Fenomena menarik tengah melanda sektor peternakan di Purwokerto Timur. Bibit Ayam Kampung Unggul Balitbangtan (KUB) kini menjadi primadona baru bagi para peternak lokal. Bukan tanpa alasan, jenis ayam kampung hasil riset ini menawarkan beragam keunggulan yang menjanjikan peningkatan ekonomi dan kualitas kuliner khas daerah, menjadikannya topik hangat di kalangan pelaku usaha.

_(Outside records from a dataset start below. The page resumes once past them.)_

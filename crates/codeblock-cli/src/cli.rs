//! CLI argument parsing using clap derive

use std::path::PathBuf;

use clap::{Parser, Subcommand};

/// Codeblock - Render code blocks with highlight markers
#[derive(Parser, Debug)]
#[command(name = "codeblock")]
#[command(author, version, about, long_about = None)]
pub struct Cli {
    /// Enable verbose output
    #[arg(short, long, global = true)]
    pub verbose: bool,

    /// Settings file (.toml, .json, .yaml); defaults to ./codeblock.toml if present
    #[arg(short, long, global = true, env = "CODEBLOCK_CONFIG")]
    pub config: Option<PathBuf>,

    /// Override the region scope from settings (per-block or shared)
    #[arg(long, global = true)]
    pub region_scope: Option<String>,

    /// The command to run
    #[command(subcommand)]
    pub command: Option<Commands>,
}

/// Available commands
#[derive(Subcommand, Debug, Clone, PartialEq, Eq)]
pub enum Commands {
    /// Render a source file or Markdown page to HTML
    ///
    /// Markdown files (.md, .markdown, .mdx) have every fenced block rendered
    /// in place. Any other file is rendered as a single code block.
    ///
    /// Examples:
    ///   codeblock render docs/index.md              # Render all fences
    ///   codeblock render train.py --copy-button     # One block with a copy button
    ///   codeblock render snippet.txt -l shell -o out.html
    Render {
        /// File to render
        file: PathBuf,

        /// Language of the block (detected from the extension if omitted)
        #[arg(short, long)]
        language: Option<String>,

        /// Include a copy button in each block
        #[arg(long)]
        copy_button: bool,

        /// Write HTML here instead of stdout
        #[arg(short, long)]
        output: Option<PathBuf>,
    },

    /// Show which lines of a code block are emphasized
    ///
    /// Sentinel lines are dropped; emphasized lines are marked with `>`.
    Annotate {
        /// File holding a single code block
        file: PathBuf,

        /// Language of the block (detected from the extension if omitted)
        #[arg(short, long)]
        language: Option<String>,

        /// Output as JSON for scripting
        #[arg(long)]
        json: bool,
    },

    /// Copy a code block's source to the clipboard (OSC 52)
    Copy {
        /// Source file or Markdown page
        file: PathBuf,

        /// Which fenced block to copy from a Markdown page (1-based)
        #[arg(short, long, default_value_t = 1)]
        block: usize,
    },

    /// List supported languages
    Languages,
}
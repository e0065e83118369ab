//! Tracing subscriber setup for the binary

use tracing_subscriber::{EnvFilter, fmt, prelude::*};

/// Initialize a tracing subscriber writing to stderr.
///
/// `RUST_LOG` takes precedence when set. Otherwise the level is `debug` with
/// `verbose` and `warn` without. Stdout is left for command output.
pub fn init(verbose: bool) -> Result<(), Box<dyn std::error::Error + Send + Sync>> {
    let default_level = if verbose { "debug" } else { "warn" };

    let fmt_layer = fmt::layer()
        .with_writer(std::io::stderr)
        .with_target(true)
        .with_level(true)
        .compact();

    let filter_layer =
        EnvFilter::try_from_default_env().or_else(|_| EnvFilter::try_new(default_level))?;

    tracing_subscriber::registry()
        .with(filter_layer)
        .with(fmt_layer)
        .try_init()?;

    Ok(())
}
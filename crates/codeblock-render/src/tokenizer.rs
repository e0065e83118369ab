//! Splitting source text into lines of typed tokens.
//!
//! [`SyntaxTokenizer`] runs the bundled Sublime Text grammars through
//! `syntect`. Parse state is carried from one line to the next, so strings
//! and comments spanning several lines keep their type. Grammar scopes are
//! reduced to the short token type names the stylesheet targets.

use std::sync::LazyLock;

use codeblock_annotate::{SourceLine, Token};
use syntect::parsing::{ParseState, Scope, ScopeStack, SyntaxReference, SyntaxSet};
use tracing::{debug, warn};

use crate::language::Language;

/// Produces tokenized lines from source text
pub trait Tokenizer {
    /// Tokenize `code` into one [`SourceLine`] per line.
    ///
    /// `\r\n` line endings are treated as `\n`. An empty input yields a single
    /// empty line.
    fn tokenize(&self, code: &str, language: Language) -> Vec<SourceLine>;
}

/// Tokenizer that keeps every line as a single untyped token
#[derive(Debug, Default, Clone, Copy)]
pub struct PlainTokenizer;

impl Tokenizer for PlainTokenizer {
    fn tokenize(&self, code: &str, _language: Language) -> Vec<SourceLine> {
        split_lines(code).map(SourceLine::from_text).collect()
    }
}

/// Grammar-driven tokenizer backed by syntect's default syntaxes.
///
/// Languages without a bundled grammar fall back to [`PlainTokenizer`].
#[derive(Debug, Default, Clone, Copy)]
pub struct SyntaxTokenizer;

static SYNTAXES: LazyLock<SyntaxSet> = LazyLock::new(SyntaxSet::load_defaults_newlines);

/// Scopes that type everything nested inside them.
static ENCLOSING_TYPES: LazyLock<Vec<(Scope, &'static str)>> =
    LazyLock::new(|| scope_table(&[("comment", "comment"), ("string", "string")]));

/// Scope prefixes mapped to token types, checked from the innermost scope out.
static SCOPE_TYPES: LazyLock<Vec<(Scope, &'static str)>> = LazyLock::new(|| {
    scope_table(&[
        ("constant.numeric", "number"),
        ("constant.language", "boolean"),
        ("keyword.operator", "operator"),
        ("keyword", "keyword"),
        ("storage", "keyword"),
        ("entity.name.function", "function"),
        ("support.function", "function"),
        ("entity.name.class", "class-name"),
        ("entity.name.type", "class-name"),
        ("support.class", "class-name"),
        ("support.type", "class-name"),
        ("punctuation", "punctuation"),
    ])
});

fn scope_table(entries: &[(&str, &'static str)]) -> Vec<(Scope, &'static str)> {
    entries
        .iter()
        .map(|(selector, kind)| (Scope::new(selector).expect("Invalid scope selector"), *kind))
        .collect()
}

impl Tokenizer for SyntaxTokenizer {
    fn tokenize(&self, code: &str, language: Language) -> Vec<SourceLine> {
        let Some(syntax) = find_syntax(language) else {
            return PlainTokenizer.tokenize(code, language);
        };

        let mut parser = LineParser::new(syntax);
        split_lines(code)
            .map(|line| match language {
                Language::ShellSession => parser.session_line(line),
                _ => SourceLine::new(parser.tokens(line)),
            })
            .collect()
    }
}

fn find_syntax(language: Language) -> Option<&'static SyntaxReference> {
    let token = language.syntax_token()?;
    let syntax = SYNTAXES.find_syntax_by_token(token);
    if syntax.is_none() {
        debug!(%language, "No bundled grammar, tokenizing as plain text");
    }
    syntax
}

fn split_lines(code: &str) -> impl Iterator<Item = &str> {
    code.split('\n')
        .map(|line| line.strip_suffix('\r').unwrap_or(line))
}

/// Parse state for one block, advanced line by line.
struct LineParser {
    /// `None` once the grammar has failed; later lines stay untyped.
    state: Option<ParseState>,
    stack: ScopeStack,
}

impl LineParser {
    fn new(syntax: &SyntaxReference) -> Self {
        Self {
            state: Some(ParseState::new(syntax)),
            stack: ScopeStack::new(),
        }
    }

    /// `$ command` lines get a prompt symbol and shell tokens; the rest is output.
    fn session_line(&mut self, line: &str) -> SourceLine {
        if let Some(command) = line.strip_prefix('$') {
            let mut tokens = vec![Token::new("$", ["shell-symbol"])];
            tokens.extend(self.tokens(command));
            return SourceLine::new(tokens);
        }
        if line.is_empty() {
            return SourceLine::default();
        }
        SourceLine::new(vec![Token::new(line, ["output"])])
    }

    fn tokens(&mut self, line: &str) -> Vec<Token> {
        let Some(state) = self.state.as_mut() else {
            return untyped(line);
        };

        // Grammars are loaded in newline mode and expect the terminator.
        let terminated = format!("{line}\n");
        let ops = match state.parse_line(&terminated, &SYNTAXES) {
            Ok(ops) => ops,
            Err(err) => {
                warn!(error = ?err, "Grammar failed, leaving remaining lines untyped");
                self.state = None;
                return untyped(line);
            }
        };

        let mut builder = LineBuilder::default();
        let mut start = 0;
        for (index, op) in &ops {
            let end = (*index).min(line.len());
            if end > start {
                builder.push(&line[start..end], token_type(self.stack.as_slice()));
                start = end;
            }
            if let Err(err) = self.stack.apply(op) {
                warn!(error = ?err, "Scope stack out of sync, leaving remaining lines untyped");
                self.state = None;
                builder.push(&line[start..], None);
                return builder.finish();
            }
        }
        if start < line.len() {
            builder.push(&line[start..], token_type(self.stack.as_slice()));
        }

        builder.finish()
    }
}

fn untyped(line: &str) -> Vec<Token> {
    SourceLine::from_text(line).tokens
}

/// Reduce a scope stack to a single token type name.
///
/// Comments and strings win over anything nested inside them, so a quote in
/// a comment or a `#` in a string does not split the token.
fn token_type(scopes: &[Scope]) -> Option<&'static str> {
    let enclosing = ENCLOSING_TYPES
        .iter()
        .find(|(prefix, _)| scopes.iter().any(|scope| prefix.is_prefix_of(*scope)));
    if let Some((_, kind)) = enclosing {
        return Some(*kind);
    }

    scopes.iter().rev().find_map(|scope| {
        SCOPE_TYPES
            .iter()
            .find(|(prefix, _)| prefix.is_prefix_of(*scope))
            .map(|(_, kind)| *kind)
    })
}

/// Accumulates tokens, merging adjacent runs of the same type.
#[derive(Default)]
struct LineBuilder {
    tokens: Vec<Token>,
}

impl LineBuilder {
    fn push(&mut self, text: &str, kind: Option<&str>) {
        if text.is_empty() {
            return;
        }
        match self.tokens.last_mut() {
            Some(last) if last.types.first().map(String::as_str) == kind => {
                last.content.push_str(text)
            }
            _ => self.tokens.push(Token::new(text, kind)),
        }
    }

    fn finish(self) -> Vec<Token> {
        self.tokens
    }
}
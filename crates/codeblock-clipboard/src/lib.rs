//! Clipboard sinks and the timed "copied" confirmation shown by code blocks.
//!
//! [`CopyButton`] copies a block's full, unmodified source through a
//! [`Clipboard`] and reports `true` from [`CopyButton::is_copied`] for
//! [`COPY_RESET_AFTER`] afterwards. The reset runs on the tokio runtime and is
//! aborted when the button is dropped.

pub mod clipboard;
pub mod copy_button;
pub mod error;

pub use clipboard::{Clipboard, MemoryClipboard, Osc52Clipboard};
pub use copy_button::{COPY_RESET_AFTER, CopyButton};
pub use error::{Error, Result};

Ayam KUB, singkatan dari Kampung Unggulan Balitbangtan, adalah hasil persilangan genetik dari berbagai jenis ayam kampung. Keunggulannya sungguh nyata: mampu menghasilkan hingga 180 butir telur per tahun, jauh di atas ayam kampung biasa yang hanya 50-100 butir. Lebih menarik lagi, ayam KUB dapat mencapai bobot panen 0,8-1 kg hanya dalam 10 minggu, dua minggu lebih cepat dari umumnya. Efisiensi ini tentu menjadi daya tarik utama bagi peternak di Purwokerto Timur yang mendambakan perputaran modal lebih cepat.
Tidak hanya produktif, ayam KUB juga dikenal dengan sifat mengeram yang rendah, memaksimalkan produksi telur secara berkelanjutan. Daya tahan tubuhnya kuat terhadap serangan berbagai penyakit, termasuk flu burung, dengan tingkat kematian bibit di bawah 6 minggu yang sangat minim, yakni di bawah 5%. Hal ini mengurangi risiko kerugian bagi peternak. Ditambah dengan konversi pakan yang efisien, KUB menjadi pilihan cerdas untuk meningkatkan profitabilitas. Bagi penikmat kuliner di Banyumas, daging KUB menawarkan cita rasa gurih khas ayam kampung dengan pasokan yang lebih stabil dan harga jual yang tetap premium.
Melihat berbagai keunggulan yang ditawarkan, tidak mengherankan jika bibit ayam KUB kini menjadi perbincangan hangat dan pilihan strategis di Purwokerto Timur. Bagi Anda yang bergelut di sektor peternakan atau mencari kualitas unggul untuk sajian kuliner, mempertimbangkan ayam KUB adalah langkah tepat menuju produktivitas dan keuntungan yang lebih baik.